For the first time, hotel and cruise operators and destination marketing organisations share an overall positive sentiment for luxury travel.
Once again, respondents are forecasting high revenue growth in 2020, led mostly by leisure travel. Clients are still, despite concerns about political and economic stability, optimistic about domestic and international travel. While senior executives at travel agencies admit they face some challenges, both in closing sales and obtaining qualified talent, that won’t impact their plans to hire more advisors for the fourth year in a row.

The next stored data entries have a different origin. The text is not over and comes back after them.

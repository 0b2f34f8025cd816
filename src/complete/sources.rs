//! Candidate source generators.
//!
//! Methods on [`Completer`] that turn one kind of shell object into
//! candidates: command names, rule arguments, variables, and `~user`
//! expansions. The orchestrator in `completer.rs` decides which of these
//! run; each generator only appends.

use std::collections::HashMap;
use std::time::{Duration, Instant};

use super::candidate::{append_candidate, CandidateFlags};
use super::completer::Completer;
use super::fuzzy::{fuzzy_match, MatchKind};
use crate::expand::{self, ExpandFlags};
use crate::parser::tokenizer;

/// Wall-clock budget for enumerating system users. NIS and LDAP-backed
/// passwd databases can be arbitrarily slow.
const USER_ENUMERATION_BUDGET: Duration = Duration::from_millis(200);

/// Subshell helper queried for command descriptions, one call per request.
const DESCRIBE_COMMAND_HELPER: &str = "__tidesh_describe_command";

impl<'a> Completer<'a> {
    /// Complete a command name: executables on disk and in `PATH`, shell
    /// functions, and builtins, as the statement's decoration allows.
    pub(crate) fn complete_cmd(
        &mut self,
        raw_token: &str,
        use_function: bool,
        use_builtin: bool,
        use_command: bool,
    ) {
        if raw_token.is_empty() {
            return;
        }

        let host = self.host;
        let expand_flags = ExpandFlags {
            executables_only: true,
            fuzzy: self.flags.fuzzy_match,
            skip_wildcards: false,
        };

        if use_command {
            if expand::expand_token(&host.cwd(), raw_token, expand_flags, &mut self.candidates)
                && self.wants_descriptions()
            {
                self.complete_cmd_desc(raw_token);
            }
        }

        // Unqualified names also resolve through PATH and the name tables
        if !raw_token.contains('/') && !raw_token.starts_with('~') {
            if use_command {
                if let Some(path_var) = host.variable("PATH") {
                    for base in path_var.split(':').filter(|d| !d.is_empty()) {
                        let mut base_path = base.to_string();
                        if !base_path.ends_with('/') {
                            base_path.push('/');
                        }

                        let prefixed = format!("{}{}", base_path, raw_token);
                        let prev_count = self.candidates.len();
                        if expand::expand_token(
                            &host.cwd(),
                            &prefixed,
                            expand_flags,
                            &mut self.candidates,
                        ) {
                            // Replacing candidates carry the search
                            // directory; the user never typed it
                            for candidate in &mut self.candidates[prev_count..] {
                                if candidate.flags.replaces_token {
                                    if let Some(stripped) =
                                        candidate.text.strip_prefix(&base_path)
                                    {
                                        candidate.text = stripped.to_string();
                                    }
                                }
                            }
                        }
                    }
                    if self.wants_descriptions() {
                        self.complete_cmd_desc(raw_token);
                    }
                }
            }

            if use_function {
                let names = host.function_names(raw_token.starts_with('_'));
                self.complete_strings_raw(raw_token, &names, &|name| {
                    host.function_description(name).unwrap_or_default()
                });
            }

            if use_builtin {
                let names = host.builtin_names();
                self.complete_strings_raw(raw_token, &names, &|name| {
                    host.builtin_description(name).unwrap_or_default()
                });
            }
        }
    }

    /// Evaluate a rule's argument fragment and offer the results that match
    /// the current token.
    pub(crate) fn complete_from_args(
        &mut self,
        token_value: &str,
        args: &str,
        description: &str,
        flags: CandidateFlags,
    ) {
        if args.is_empty() {
            return;
        }
        let values = self.eval_args(args);
        let description = description.to_string();
        self.complete_strings(
            token_value,
            token_value.contains(['*', '?']),
            &values,
            &|_| description.clone(),
            flags,
        );
    }

    /// Evaluate a `complete -a` fragment into candidate strings.
    ///
    /// Plain words pass through unescaping; `$NAME` reads a variable;
    /// `$(...)` runs a subshell, silently skipped for autosuggestion where
    /// command substitution is forbidden.
    fn eval_args(&mut self, args: &str) -> Vec<String> {
        let mut out = Vec::new();
        for tok in tokenizer::tokenize(args) {
            let raw = &tok.text;

            if let Some(body) = raw.strip_prefix("$(").and_then(|r| r.strip_suffix(')')) {
                if self.flags.autosuggestion {
                    continue;
                }
                if let Ok((_, lines)) = self.host.exec_subshell(body) {
                    out.extend(lines);
                }
                continue;
            }

            if let Some(name) = raw.strip_prefix('$') {
                if !name.is_empty() && name.chars().all(tokenizer::is_variable_char) {
                    if let Some(value) = self.host.variable(name) {
                        out.push(value);
                    }
                    continue;
                }
            }

            if let Some(value) = tokenizer::unescape(raw, false) {
                out.push(value);
            }
        }
        out
    }

    /// Match a raw (still escaped) token against a set of names.
    fn complete_strings_raw(
        &mut self,
        raw_token: &str,
        names: &[String],
        desc_fn: &dyn Fn(&str) -> String,
    ) {
        let Some(pattern) = tokenizer::unescape(raw_token, true) else {
            return;
        };
        let is_glob = tokenizer::has_wildcard(raw_token);
        self.complete_strings(&pattern, is_glob, names, desc_fn, CandidateFlags::none());
    }

    /// Match an unescaped pattern against a set of names, appending suffix
    /// or whole-token candidates as the match quality dictates.
    fn complete_strings(
        &mut self,
        pattern: &str,
        pattern_is_glob: bool,
        names: &[String],
        desc_fn: &dyn Fn(&str) -> String,
        flags: CandidateFlags,
    ) {
        if pattern_is_glob {
            for name in names {
                if name.is_empty() {
                    continue;
                }
                if expand::wildcard_match_incomplete(name, pattern) {
                    append_candidate(
                        &mut self.candidates,
                        name.clone(),
                        desc_fn(name),
                        MatchKind::Exact,
                        CandidateFlags {
                            replaces_token: true,
                            ..flags
                        },
                    );
                }
            }
            return;
        }

        let limit = self.max_match_kind();
        for name in names {
            if name.is_empty() {
                continue;
            }
            let Some(kind) = fuzzy_match(pattern, name, limit) else {
                continue;
            };
            if kind.requires_full_replacement() {
                append_candidate(
                    &mut self.candidates,
                    name.clone(),
                    desc_fn(name),
                    kind,
                    CandidateFlags {
                        replaces_token: true,
                        ..flags
                    },
                );
            } else {
                append_candidate(
                    &mut self.candidates,
                    name[pattern.len()..].to_string(),
                    desc_fn(name),
                    kind,
                    flags,
                );
            }
        }
    }

    /// Patch command candidates with descriptions from one subshell call to
    /// the describe helper. Main thread only; autosuggestion suppresses it.
    pub(crate) fn complete_cmd_desc(&mut self, raw_token: &str) {
        if self.flags.autosuggestion {
            return;
        }

        let cmd_start = raw_token.rsplit('/').next().unwrap_or(raw_token);

        // A one-character lookup floods apropos-style backends
        if cmd_start.chars().count() < 2 || tokenizer::has_wildcard(cmd_start) {
            return;
        }

        // Nothing but directories means there is nothing to describe
        if self
            .candidates
            .iter()
            .all(|c| !c.text.is_empty() && c.text.ends_with('/'))
        {
            return;
        }

        let lookup_cmd = format!(
            "{} {}",
            DESCRIBE_COMMAND_HELPER,
            tokenizer::escape_string(cmd_start)
        );
        let Ok((_, lines)) = self.host.exec_subshell(&lookup_cmd) else {
            return;
        };

        let mut lookup: HashMap<String, String> = HashMap::new();
        for line in lines {
            // Lines come back as `name<TAB>description`; keys are stored
            // with the typed prefix stripped to match suffix candidates
            let Some(rest) = line.strip_prefix(cmd_start) else {
                continue;
            };
            let Some((key, value)) = rest.split_once('\t') else {
                continue;
            };
            let mut chars = value.chars();
            let value = match chars.next() {
                Some(first) => first.to_uppercase().collect::<String>() + chars.as_str(),
                None => continue,
            };
            lookup.insert(key.to_string(), value);
        }

        for candidate in &mut self.candidates {
            if candidate.text.is_empty() {
                continue;
            }
            if let Some(description) = lookup.get(&candidate.text) {
                candidate.description = description.clone();
            }
        }
    }

    /// Complete a `$NAME` variable reference inside the current token.
    /// Returns whether anything matched.
    pub(crate) fn try_complete_variable(&mut self, raw_token: &str) -> bool {
        #[derive(PartialEq, Clone, Copy)]
        enum Mode {
            Unquoted,
            SingleQuoted,
            DoubleQuoted,
        }

        let chars: Vec<char> = raw_token.chars().collect();
        let mut mode = Mode::Unquoted;
        let mut variable_start: Option<usize> = None;

        let mut i = 0;
        while i < chars.len() {
            let c = chars[i];
            if !tokenizer::is_variable_char(c) {
                variable_start = None;
            }
            match c {
                '\\' => i += 1,
                '$' => {
                    // A dollar is live unless single-quoted
                    if mode != Mode::SingleQuoted {
                        variable_start = Some(i);
                    }
                }
                '\'' => match mode {
                    Mode::SingleQuoted => mode = Mode::Unquoted,
                    Mode::Unquoted => mode = Mode::SingleQuoted,
                    Mode::DoubleQuoted => {}
                },
                '"' => match mode {
                    Mode::DoubleQuoted => mode = Mode::Unquoted,
                    Mode::Unquoted => mode = Mode::DoubleQuoted,
                    Mode::SingleQuoted => {}
                },
                _ => {}
            }
            i += 1;
        }

        match variable_start {
            Some(start) if start + 1 < chars.len() => {
                let byte_start: usize = chars[..start + 1].iter().map(|c| c.len_utf8()).sum();
                self.complete_variable(raw_token, byte_start)
            }
            _ => false,
        }
    }

    /// Complete the variable name beginning at `start_offset` in the token.
    fn complete_variable(&mut self, whole_token: &str, start_offset: usize) -> bool {
        let var = &whole_token[start_offset..];
        let limit = self.max_match_kind();
        let host = self.host;

        let mut matched = false;
        for name in host.variable_names() {
            let Some(kind) = fuzzy_match(var, &name, limit) else {
                continue;
            };

            let (text, flags) = if kind.requires_full_replacement() {
                // The token up to the dollar is kept; everything after is
                // rewritten with the real name
                (
                    format!("{}{}", &whole_token[..start_offset], name),
                    CandidateFlags {
                        replaces_token: true,
                        dont_escape: true,
                        ..CandidateFlags::none()
                    },
                )
            } else {
                (name[var.len()..].to_string(), CandidateFlags::none())
            };

            let mut description = String::new();
            if self.wants_descriptions() {
                let Some(value) = host.variable(&name) else {
                    continue;
                };
                if !self.flags.autosuggestion {
                    description = format!("Variable: {}", tokenizer::escape_string(&value));
                }
            }

            append_candidate(&mut self.candidates, text, description, kind, flags);
            matched = true;
        }
        matched
    }

    /// Complete `~name` against the system user database. Enumeration is
    /// bounded by a wall-clock budget; hitting it counts as handled so the
    /// request finishes with whatever was found.
    pub(crate) fn try_complete_user(&mut self, raw_token: &str) -> bool {
        let Some(user_prefix) = raw_token.strip_prefix('~') else {
            return false;
        };
        if user_prefix.contains('/') || user_prefix.contains('~') {
            return false;
        }

        let host = self.host;
        let started = Instant::now();
        let mut matched = false;

        for name in host.users() {
            if started.elapsed() > USER_ENUMERATION_BUDGET {
                return true;
            }

            if name.starts_with(user_prefix) {
                append_candidate(
                    &mut self.candidates,
                    name[user_prefix.len()..].to_string(),
                    format!("Home for {}", name),
                    MatchKind::Exact,
                    CandidateFlags {
                        no_space: true,
                        ..CandidateFlags::none()
                    },
                );
                matched = true;
            } else if name.to_lowercase().starts_with(&user_prefix.to_lowercase()) {
                append_candidate(
                    &mut self.candidates,
                    format!("~{}", name),
                    format!("Home for {}", name),
                    MatchKind::Exact,
                    CandidateFlags {
                        replaces_token: true,
                        dont_escape: true,
                        no_space: true,
                        ..CandidateFlags::none()
                    },
                );
                matched = true;
            }
        }
        matched
    }
}
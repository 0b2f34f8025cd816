//! Helper for rustyline providing completion from the engine.

use std::borrow::Cow;
use std::sync::Arc;

use rustyline::completion::{Completer, Pair};
use rustyline::highlight::Highlighter;
use rustyline::hint::Hinter;
use rustyline::validate::Validator;
use rustyline::Helper as RustyHelper;

use crate::complete::{CompletionEngine, RequestFlags};
use crate::env::SystemHost;
use crate::parser::tokenizer;

/// Helper for rustyline delegating completion to the engine.
pub struct ReplHelper {
    /// Completion engine shared with the rest of the shell
    engine: Arc<CompletionEngine>,

    /// Shell host the engine queries
    host: Arc<SystemHost>,

    /// Request flags derived from configuration
    flags: RequestFlags,
}

impl ReplHelper {
    /// Create a new REPL helper
    ///
    /// # Arguments
    /// * `engine` - Completion engine
    /// * `host` - Shell host
    /// * `flags` - Request flags applied to every interactive completion
    pub fn new(engine: Arc<CompletionEngine>, host: Arc<SystemHost>, flags: RequestFlags) -> Self {
        Self {
            engine,
            host,
            flags,
        }
    }
}

impl RustyHelper for ReplHelper {}

impl Completer for ReplHelper {
    type Candidate = Pair;

    /// Complete input at given position
    ///
    /// # Arguments
    /// * `line` - Current line
    /// * `pos` - Cursor position
    /// * `_ctx` - Readline context
    ///
    /// # Returns
    /// * `Result<(usize, Vec<Pair>)>` - Completion position and candidates
    fn complete(
        &self,
        line: &str,
        pos: usize,
        _ctx: &rustyline::Context<'_>,
    ) -> rustyline::Result<(usize, Vec<Pair>)> {
        let mut candidates = self
            .engine
            .complete(self.host.as_ref(), line, pos, self.flags);

        // The engine preserves match tags; the UI is what sorts
        if candidates.iter().all(|c| !c.flags.dont_sort) {
            candidates.sort_by(|a, b| a.sort_key().cmp(&b.sort_key()));
        }

        // rustyline replaces from a start position; token-suffix candidates
        // re-attach the token, whole-token candidates stand alone
        let (current, _) = tokenizer::token_extent(&line[..pos]);
        let start = current.start;

        let pairs = candidates
            .into_iter()
            .map(|c| {
                let mut replacement = if c.flags.replaces_token {
                    c.text.clone()
                } else {
                    format!("{}{}", current.text, c.text)
                };
                if !c.flags.no_space {
                    replacement.push(' ');
                }

                let display = if c.description.is_empty() {
                    c.text.clone()
                } else {
                    format!("{}  ({})", c.text, c.description)
                };

                Pair {
                    display,
                    replacement,
                }
            })
            .collect();

        Ok((start, pairs))
    }
}

impl Hinter for ReplHelper {
    type Hint = String;

    fn hint(&self, _line: &str, _pos: usize, _ctx: &rustyline::Context<'_>) -> Option<String> {
        None
    }
}

impl Highlighter for ReplHelper {
    fn highlight<'l>(&self, line: &'l str, _pos: usize) -> Cow<'l, str> {
        Cow::Borrowed(line)
    }
}

impl Validator for ReplHelper {}

#[cfg(test)]
mod tests {
    use super::*;

    fn create_test_helper() -> ReplHelper {
        let engine = Arc::new(CompletionEngine::new(vec![]));
        let argv: Vec<String> = "-c foo -s v -l verbose"
            .split_whitespace()
            .map(str::to_string)
            .collect();
        engine.run_builtin(&argv).unwrap();
        ReplHelper::new(engine, Arc::new(SystemHost::new()), RequestFlags::default())
    }

    #[test]
    fn test_suffix_candidates_reattach_token() {
        let helper = create_test_helper();
        let history = rustyline::history::DefaultHistory::new();
        let ctx = rustyline::Context::new(&history);

        let (start, pairs) = helper.complete("foo --ver", 9, &ctx).unwrap();
        assert_eq!(start, 4);
        assert!(pairs.iter().any(|p| p.replacement == "--verbose "));
    }
}
//! Lazy loading of per-command completion definition files.
//!
//! A command's completions live in `<dir>/<cmd>.tish` somewhere on the
//! search path, as a script of `complete` lines. The default request type
//! loads synchronously on the main thread; autosuggestion requests may not
//! block or run user code, so they queue a load request that the main
//! thread drains between inputs.

use std::collections::{HashMap, HashSet};
use std::fs;
use std::path::PathBuf;
use std::sync::Mutex;
use std::time::SystemTime;

use tracing::{debug, warn};

use super::builtin::run_complete_builtin;
use super::registry::Registry;
use crate::parser::tokenizer;

#[derive(Debug, Default)]
struct AutoloadState {
    /// Commands a load has been attempted for, successful or not
    tried: HashSet<String>,
    /// Commands with a sourced file, plus the file identity that was loaded
    loaded: HashMap<String, (PathBuf, Option<SystemTime>)>,
    /// Loads requested from autosuggestion threads, not yet performed
    pending: Vec<String>,
}

/// Loader of completion definition files.
#[derive(Debug, Default)]
pub struct Autoloader {
    search_path: Vec<PathBuf>,
    state: Mutex<AutoloadState>,
}

impl Autoloader {
    pub fn new(search_path: Vec<PathBuf>) -> Self {
        Self {
            search_path,
            state: Mutex::new(AutoloadState::default()),
        }
    }

    /// Load completions for `cmd` into `registry`.
    ///
    /// With `reload` unset, a command that has already been tried is left
    /// alone. With it set, the file is re-sourced when its identity changed,
    /// and a vanished file erases the rules it once defined.
    pub fn load(&self, registry: &Registry, cmd: &str, reload: bool) {
        if cmd.is_empty() || cmd.contains('/') {
            return;
        }

        let mut state = self.state.lock().unwrap();
        if !reload && state.tried.contains(cmd) {
            return;
        }
        state.tried.insert(cmd.to_string());

        let file = self.find_file(cmd);
        match (file, state.loaded.get(cmd).cloned()) {
            (None, Some(_)) => {
                // Definition file disappeared: its rules go with it
                state.loaded.remove(cmd);
                registry.remove(cmd, false, None, None);
            }
            (None, None) => {}
            (Some(path), previous) => {
                let mtime = fs::metadata(&path).and_then(|m| m.modified()).ok();
                if previous.as_ref() == Some(&(path.clone(), mtime)) {
                    return;
                }
                if previous.is_some() {
                    registry.remove(cmd, false, None, None);
                }
                source_file(registry, &path);
                state.loaded.insert(cmd.to_string(), (path, mtime));
            }
        }
    }

    /// Whether a load has ever been attempted for `cmd`.
    pub fn has_tried(&self, cmd: &str) -> bool {
        self.state.lock().unwrap().tried.contains(cmd)
    }

    /// Ask the main thread to load `cmd` once. Safe to call from any
    /// thread; already-tried and already-queued commands are ignored.
    pub fn request_load(&self, cmd: &str) {
        let mut state = self.state.lock().unwrap();
        if state.tried.contains(cmd) || state.pending.iter().any(|p| p == cmd) {
            return;
        }
        state.pending.push(cmd.to_string());
    }

    /// Perform the loads queued by autosuggestion threads. Main thread only.
    pub fn service_pending(&self, registry: &Registry) {
        let pending = std::mem::take(&mut self.state.lock().unwrap().pending);
        for cmd in pending {
            self.load(registry, &cmd, false);
        }
    }

    fn find_file(&self, cmd: &str) -> Option<PathBuf> {
        let file_name = format!("{}.tish", cmd);
        self.search_path
            .iter()
            .map(|dir| dir.join(&file_name))
            .find(|path| path.is_file())
    }
}

/// Source one definition file: every non-comment line must be a `complete`
/// invocation. Failures are absorbed; completion proceeds with whatever
/// rules did parse.
fn source_file(registry: &Registry, path: &PathBuf) {
    let content = match fs::read_to_string(path) {
        Ok(content) => content,
        Err(err) => {
            warn!("cannot read completion file {:?}: {}", path, err);
            return;
        }
    };

    for (lineno, line) in content.lines().enumerate() {
        let line = line.trim();
        if line.is_empty() || line.starts_with('#') {
            continue;
        }

        let tokens = tokenizer::tokenize(line);
        let mut words = tokens
            .iter()
            .map(|t| tokenizer::unescape(&t.text, false))
            .collect::<Option<Vec<String>>>()
            .unwrap_or_default();

        if words.first().map(String::as_str) != Some("complete") {
            debug!("{:?}:{}: not a complete command, skipped", path, lineno + 1);
            continue;
        }
        words.remove(0);

        if let Err(err) = run_complete_builtin(registry, &words) {
            debug!("{:?}:{}: {}", path, lineno + 1, err);
        }
    }
}

#[cfg(test)]
mod tests {
    use super::*;
    use std::io::Write;

    fn write_file(dir: &std::path::Path, name: &str, content: &str) {
        let mut f = fs::File::create(dir.join(name)).unwrap();
        f.write_all(content.as_bytes()).unwrap();
    }

    #[test]
    fn test_load_sources_definitions() {
        let tmp = tempfile::tempdir().unwrap();
        write_file(
            tmp.path(),
            "foo.tish",
            "# completions for foo\ncomplete -c foo -s v -l verbose\n",
        );

        let reg = Registry::new();
        let loader = Autoloader::new(vec![tmp.path().to_path_buf()]);
        loader.load(&reg, "foo", true);

        let snap = reg.snapshot_matching("foo", "");
        assert_eq!(snap.len(), 1);
        assert_eq!(snap[0].rules[0].short, Some('v'));
        assert!(loader.has_tried("foo"));
    }

    #[test]
    fn test_load_without_reload_tries_once() {
        let tmp = tempfile::tempdir().unwrap();
        let reg = Registry::new();
        let loader = Autoloader::new(vec![tmp.path().to_path_buf()]);

        loader.load(&reg, "foo", false);
        assert!(loader.has_tried("foo"));

        // File appears after the first attempt; without reload it stays
        // invisible
        write_file(tmp.path(), "foo.tish", "complete -c foo -s v\n");
        loader.load(&reg, "foo", false);
        assert!(reg.is_empty());

        loader.load(&reg, "foo", true);
        assert_eq!(reg.snapshot_matching("foo", "").len(), 1);
    }

    #[test]
    fn test_vanished_file_erases_rules() {
        let tmp = tempfile::tempdir().unwrap();
        write_file(tmp.path(), "foo.tish", "complete -c foo -s v\n");

        let reg = Registry::new();
        let loader = Autoloader::new(vec![tmp.path().to_path_buf()]);
        loader.load(&reg, "foo", true);
        assert!(!reg.is_empty());

        fs::remove_file(tmp.path().join("foo.tish")).unwrap();
        loader.load(&reg, "foo", true);
        assert!(reg.is_empty());
    }

    #[test]
    fn test_request_load_queues_once() {
        let tmp = tempfile::tempdir().unwrap();
        write_file(tmp.path(), "foo.tish", "complete -c foo -s v\n");

        let reg = Registry::new();
        let loader = Autoloader::new(vec![tmp.path().to_path_buf()]);
        loader.request_load("foo");
        loader.request_load("foo");
        assert!(!loader.has_tried("foo"));
        assert!(reg.is_empty());

        loader.service_pending(&reg);
        assert!(loader.has_tried("foo"));
        assert_eq!(reg.snapshot_matching("foo", "").len(), 1);
    }

    #[test]
    fn test_request_load_after_tried_is_noop() {
        let reg = Registry::new();
        let loader = Autoloader::new(vec![]);
        loader.load(&reg, "foo", false);
        loader.request_load("foo");
        assert!(loader.state.lock().unwrap().pending.is_empty());
    }

    #[test]
    fn test_bad_lines_are_absorbed() {
        let tmp = tempfile::tempdir().unwrap();
        write_file(
            tmp.path(),
            "foo.tish",
            "complete --bogus nonsense\ncomplete -c foo -s v\nnot-a-complete-line\n",
        );

        let reg = Registry::new();
        let loader = Autoloader::new(vec![tmp.path().to_path_buf()]);
        loader.load(&reg, "foo", true);
        assert_eq!(reg.snapshot_matching("foo", "").len(), 1);
    }

    #[test]
    fn test_commands_with_slashes_rejected() {
        let reg = Registry::new();
        let loader = Autoloader::new(vec![]);
        loader.load(&reg, "../evil", true);
        assert!(!loader.has_tried("../evil"));
    }
}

Japan is top “trending” destination by influential travel advisors, followed in order by Portugal, Iceland, Italy, Egypt, Australia, New Zealand, Croatia, St Barth’s and Rwanda, and the Caribbean has made its comeback as it continues to recover from past storms. On the other hand, respondents foresee negative trends for destinations such as Hong Kong, France, the United Kingdom, Turkey, and South America. Four Seasons Hotels & Resorts, Crystal Cruises, and Ama Waterways are the luxury travel brands the respondents admire the most.
As last year, experiential travel is still on the rise, with a focus on local experiences, multi-generational, adventure travel and “bucket list trips” also trending. Sustainability, over-tourism and the environment are of increasing concern, causing luxury travellers to be more conscious of their impact on the places they visit and steering them towards uncharted destinations.
In the USA, a strong economy prevails over concerns about global instability. At the same time, travellers have become more conscious of their impact on the places they visit. Political and economic instability are, indeed, no match for the insatiable drive to travel.
70% of respondents forecast an increase in travel revenues in 2020, while 50% described their clients’ attitudes as “optimistic” about both domestic and international travel. That positive sentiment largely overrides concerns about such potential disruptors as natural disasters, political unrest, and economic hiccups from Brexit or trade disputes. Only 48% are concerned about the US Presidential election when it comes to travel, with 57% citing concerns generally about the country’s political climate, and 50% listing other economic issues (yes, concerns about terrorism and crime generally pull in 61%).
Luxury travellers’ optimism is increasingly paired with a growing sense of responsibility and a clear-eyed perspective on travel’s impact on the planet. Once again, says Bates, we are seeing the desire to explore the world, make connections, and find fulfilment through travel remains strong at the high end of the market. At the same time, travellers are expressing concern about the impact of over-tourism and climate change, and they recognise the need to ensure that their own travel behaviours are sustainable.
The experiential travel mega-trend is still extant, at 88%, though the desire to focus on local experiences warrants 86%, and adventure travel is 77%. Multi-generational travel is of interest to 81%. Interestingly, 65% of travel advisors say that clients have asked them to book a trip based on a discovery on social media (in turn, all industry segments report that they are planning to spend more of their marketing budget on social media than in the past).